> [DATA PROVIDED]
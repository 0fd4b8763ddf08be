//! Hybrid classical + ML-KEM-768 composition.
//!
//! Composite keys and ciphertexts share one layout:
//!
//! ```text
//! u32 BE len(classical) ‖ classical part ‖ ML-KEM-768 part
//! ```
//!
//! A ciphertext is `composite(classical_ct, kem_ct) ‖ nonce ‖ ciphertext ‖ tag`.
//! Both shared secrets feed HKDF, so the payload stays protected while either
//! half holds.

use crate::config::AgilityConfig;
use crate::crypto::algorithm::AlgorithmId;
use crate::crypto::provider::{CryptoProvider, EncryptionCapable, KemCapable};
use crate::crypto::suites::classic::{EcdhProvider, RsaOaepProvider};
use crate::crypto::suites::post_quantum::{MlKemParameterSet, MlKemProvider};
use crate::crypto::suites::{derive_aead_key, open_payload, seal_payload};
use crate::crypto::{CryptoConfig, Feature, KeyPair};
use crate::error::{CryptoError, Result};
use p256::ecdh::EphemeralSecret;
use p256::pkcs8::{DecodePrivateKey, DecodePublicKey, EncodePublicKey};
use rand::rngs::OsRng;
use rand_core::RngCore;
use zeroize::Zeroizing;

const LEN_PREFIX: usize = 4;
const CLASSICAL_SECRET_LEN: usize = 32;

#[derive(Debug, Clone)]
enum ClassicalHalf {
    Rsa(RsaOaepProvider),
    Ecdh(EcdhProvider),
}

#[derive(Debug, Clone)]
pub struct HybridProvider {
    algorithm: AlgorithmId,
    classical: ClassicalHalf,
    kem: MlKemProvider,
}

/// Packs two byte strings with a length prefix on the first.
pub fn encode_composite(classical: &[u8], post_quantum: &[u8]) -> Vec<u8> {
    let mut out = Vec::with_capacity(LEN_PREFIX + classical.len() + post_quantum.len());
    out.extend_from_slice(&(classical.len() as u32).to_be_bytes());
    out.extend_from_slice(classical);
    out.extend_from_slice(post_quantum);
    out
}

/// Splits a composite value back into `(classical, post_quantum)`.
pub fn decode_composite(bytes: &[u8]) -> Option<(&[u8], &[u8])> {
    if bytes.len() < LEN_PREFIX {
        return None;
    }
    let (prefix, rest) = bytes.split_at(LEN_PREFIX);
    let len = u32::from_be_bytes([prefix[0], prefix[1], prefix[2], prefix[3]]) as usize;
    if rest.len() < len {
        return None;
    }
    Some(rest.split_at(len))
}

impl HybridProvider {
    pub fn rsa_ml_kem(config: &AgilityConfig) -> Result<Self> {
        Ok(Self {
            algorithm: AlgorithmId::HybridRsaMlKem,
            classical: ClassicalHalf::Rsa(RsaOaepProvider::new(config.rsa_modulus_bits)?),
            kem: MlKemProvider::new(MlKemParameterSet::MlKem768),
        })
    }

    pub fn ecdh_ml_kem() -> Self {
        Self {
            algorithm: AlgorithmId::HybridEcdhMlKem,
            classical: ClassicalHalf::Ecdh(EcdhProvider::new()),
            kem: MlKemProvider::new(MlKemParameterSet::MlKem768),
        }
    }

    fn classical_provider(&self) -> &dyn CryptoProvider {
        match &self.classical {
            ClassicalHalf::Rsa(p) => p,
            ClassicalHalf::Ecdh(p) => p,
        }
    }

    fn info(&self) -> Vec<u8> {
        format!("construct-hybrid-v1/{}", self.algorithm).into_bytes()
    }

    /// Drops the classical half of a hybrid key pair and returns the bare
    /// ML-KEM-768 pair.
    pub fn migrate_to_quantum_safe(&self, keys: &KeyPair) -> Result<KeyPair> {
        if keys.algorithm() != self.algorithm {
            return Err(CryptoError::hybrid(
                self.algorithm,
                format!("cannot migrate a {} key pair", keys.algorithm()),
            ));
        }
        let (_, pq_public) = decode_composite(keys.public_key())
            .ok_or_else(|| CryptoError::hybrid(self.algorithm, "malformed composite public key"))?;
        let (_, pq_private) = decode_composite(keys.private_key())
            .ok_or_else(|| CryptoError::hybrid(self.algorithm, "malformed composite private key"))?;

        Ok(KeyPair::new(self.kem.algorithm(), pq_public.to_vec(), pq_private.to_vec()))
    }

    /// Classical encapsulation: `(ciphertext, shared_secret)`.
    fn classical_encapsulate(&self, public_key: &[u8]) -> Result<(Vec<u8>, Zeroizing<Vec<u8>>)> {
        match &self.classical {
            ClassicalHalf::Rsa(rsa) => {
                let mut secret = Zeroizing::new(vec![0u8; CLASSICAL_SECRET_LEN]);
                OsRng.fill_bytes(secret.as_mut_slice());
                let ct = rsa.encrypt(&secret, public_key)?;
                Ok((ct, secret))
            }
            ClassicalHalf::Ecdh(_) => {
                let recipient =
                    p256::PublicKey::from_public_key_der(public_key).map_err(|_| {
                        CryptoError::encryption(AlgorithmId::Ecdh, "malformed public key")
                    })?;
                let ephemeral = EphemeralSecret::random(&mut OsRng);
                let ephemeral_public = ephemeral
                    .public_key()
                    .to_public_key_der()
                    .map_err(|e| CryptoError::encryption(AlgorithmId::Ecdh, e))?;
                let shared = ephemeral.diffie_hellman(&recipient);
                Ok((
                    ephemeral_public.as_bytes().to_vec(),
                    Zeroizing::new(shared.raw_secret_bytes().to_vec()),
                ))
            }
        }
    }

    fn classical_decapsulate(
        &self,
        private_key: &[u8],
        ciphertext: &[u8],
    ) -> Option<Zeroizing<Vec<u8>>> {
        match &self.classical {
            ClassicalHalf::Rsa(rsa) => {
                rsa.decrypt(ciphertext, private_key).ok().map(Zeroizing::new)
            }
            ClassicalHalf::Ecdh(_) => {
                let ephemeral = p256::PublicKey::from_public_key_der(ciphertext).ok()?;
                let secret = p256::SecretKey::from_pkcs8_der(private_key).ok()?;
                let shared =
                    p256::ecdh::diffie_hellman(secret.to_nonzero_scalar(), ephemeral.as_affine());
                Some(Zeroizing::new(shared.raw_secret_bytes().to_vec()))
            }
        }
    }

    fn combine(
        &self,
        classical: &[u8],
        post_quantum: &[u8],
        transcript: &[u8],
    ) -> Option<Zeroizing<[u8; 32]>> {
        let mut ikm = Zeroizing::new(Vec::with_capacity(classical.len() + post_quantum.len()));
        ikm.extend_from_slice(classical);
        ikm.extend_from_slice(post_quantum);
        derive_aead_key(&ikm, transcript, &self.info())
    }

    fn open_inner(&self, ciphertext: &[u8], private_key: &[u8]) -> Option<Vec<u8>> {
        let (classical_sk, pq_sk) = decode_composite(private_key)?;
        let (classical_ct, rest) = decode_composite(ciphertext)?;
        let kem_len = self.kem.parameter_set().ciphertext_len();
        if rest.len() < kem_len {
            return None;
        }
        let (kem_ct, sealed) = rest.split_at(kem_len);
        let transcript_len = ciphertext.len() - sealed.len();
        let transcript = &ciphertext[..transcript_len];

        let classical_secret = self.classical_decapsulate(classical_sk, classical_ct)?;
        let pq_secret = self.kem.decapsulate(pq_sk, kem_ct).ok()?;
        let key = self.combine(&classical_secret, &pq_secret, transcript)?;
        open_payload(&key, sealed, transcript)
    }
}

impl CryptoProvider for HybridProvider {
    fn algorithm(&self) -> AlgorithmId {
        self.algorithm
    }

    fn is_supported(&self) -> bool {
        self.classical_provider().is_supported() && self.kem.is_supported()
    }

    fn generate_key_pair(&self) -> Result<KeyPair> {
        let classical = self
            .classical_provider()
            .generate_key_pair()
            .map_err(|e| CryptoError::hybrid(self.algorithm, e))?;
        let post_quantum = self
            .kem
            .generate_key_pair()
            .map_err(|e| CryptoError::hybrid(self.algorithm, e))?;

        Ok(KeyPair::new(
            self.algorithm,
            encode_composite(classical.public_key(), post_quantum.public_key()),
            encode_composite(classical.private_key(), post_quantum.private_key()),
        ))
    }

    fn config(&self) -> CryptoConfig {
        let classical = self.classical_provider().config();
        let post_quantum = self.kem.config();
        CryptoConfig::describe(
            self.algorithm,
            LEN_PREFIX + classical.key_size + post_quantum.key_size,
            vec![
                Feature::Encryption,
                Feature::HybridComposition,
                Feature::QuantumMigration,
            ],
        )
    }
}

impl EncryptionCapable for HybridProvider {
    fn encrypt(&self, plaintext: &[u8], recipient_public_key: &[u8]) -> Result<Vec<u8>> {
        let (classical_pk, pq_pk) = decode_composite(recipient_public_key)
            .ok_or_else(|| CryptoError::hybrid(self.algorithm, "malformed composite public key"))?;

        let (classical_ct, classical_secret) = self
            .classical_encapsulate(classical_pk)
            .map_err(|e| CryptoError::hybrid(self.algorithm, e))?;
        let (kem_ct, pq_secret) = self
            .kem
            .encapsulate(pq_pk)
            .map_err(|e| CryptoError::hybrid(self.algorithm, e))?;

        let mut blob = encode_composite(&classical_ct, &kem_ct);
        let key = self
            .combine(&classical_secret, &pq_secret, &blob)
            .ok_or_else(|| CryptoError::hybrid(self.algorithm, "key derivation failed"))?;
        let sealed = seal_payload(&key, plaintext, &blob)
            .ok_or_else(|| CryptoError::encryption(self.algorithm, "AEAD encryption failed"))?;

        blob.extend_from_slice(&sealed);
        Ok(blob)
    }

    fn decrypt(&self, ciphertext: &[u8], private_key: &[u8]) -> Result<Vec<u8>> {
        self.open_inner(ciphertext, private_key)
            .ok_or_else(|| CryptoError::decryption(self.algorithm))
    }
}

#[cfg(test)]
mod tests {
    use super::*;
    use crate::error::ErrorKind;

    #[test]
    fn test_composite_codec() {
        let packed = encode_composite(b"classic", b"pq-part");
        assert_eq!(decode_composite(&packed), Some((&b"classic"[..], &b"pq-part"[..])));
        assert_eq!(decode_composite(&[0, 0, 0, 9, 1]), None);
        assert_eq!(decode_composite(&[0, 0]), None);
    }

    #[test]
    fn test_ecdh_hybrid_round_trip() {
        let provider = HybridProvider::ecdh_ml_kem();
        let keys = provider.generate_key_pair().unwrap();
        let blob = provider.encrypt(b"belt and braces", keys.public_key()).unwrap();
        assert_eq!(provider.decrypt(&blob, keys.private_key()).unwrap(), b"belt and braces");
    }

    #[test]
    fn test_tampered_transcript_fails_uniformly() {
        let provider = HybridProvider::ecdh_ml_kem();
        let keys = provider.generate_key_pair().unwrap();
        let mut blob = provider.encrypt(b"payload", keys.public_key()).unwrap();
        // Ломаем байт внутри ML-KEM шифротекста
        blob[LEN_PREFIX + 91 + 10] ^= 0x80;
        let err = provider.decrypt(&blob, keys.private_key()).unwrap_err();
        assert_eq!(err.kind(), ErrorKind::DecryptionFailed);
    }

    #[test]
    fn test_malformed_public_key_is_hybrid_failure() {
        let provider = HybridProvider::ecdh_ml_kem();
        let err = provider.encrypt(b"x", &[0, 0, 0, 91, 1, 2]).unwrap_err();
        assert_eq!(err.kind(), ErrorKind::HybridModeFailure);
    }

    #[test]
    fn test_migrate_to_quantum_safe() {
        let provider = HybridProvider::ecdh_ml_kem();
        let keys = provider.generate_key_pair().unwrap();
        let pq = provider.migrate_to_quantum_safe(&keys).unwrap();
        assert_eq!(pq.algorithm(), AlgorithmId::MlKem768);
        assert_eq!(pq.public_key().len(), 1184);

        let kem = MlKemProvider::new(MlKemParameterSet::MlKem768);
        let blob = kem.encrypt(b"pure pq", pq.public_key()).unwrap();
        assert_eq!(kem.decrypt(&blob, pq.private_key()).unwrap(), b"pure pq");

        let other = MlKemProvider::new(MlKemParameterSet::MlKem512).generate_key_pair().unwrap();
        assert!(provider.migrate_to_quantum_safe(&other).is_err());
    }
}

> [EXERCISE BRIEF]
Search the data above for the word "None". Copy each line it is in.

> [ANSWER FOR THIS EXERCISE]
        return None;
        return None;
            return None;
        assert_eq!(decode_composite(&[0, 0, 0, 9, 1]), None);
        assert_eq!(decode_composite(&[0, 0]), None);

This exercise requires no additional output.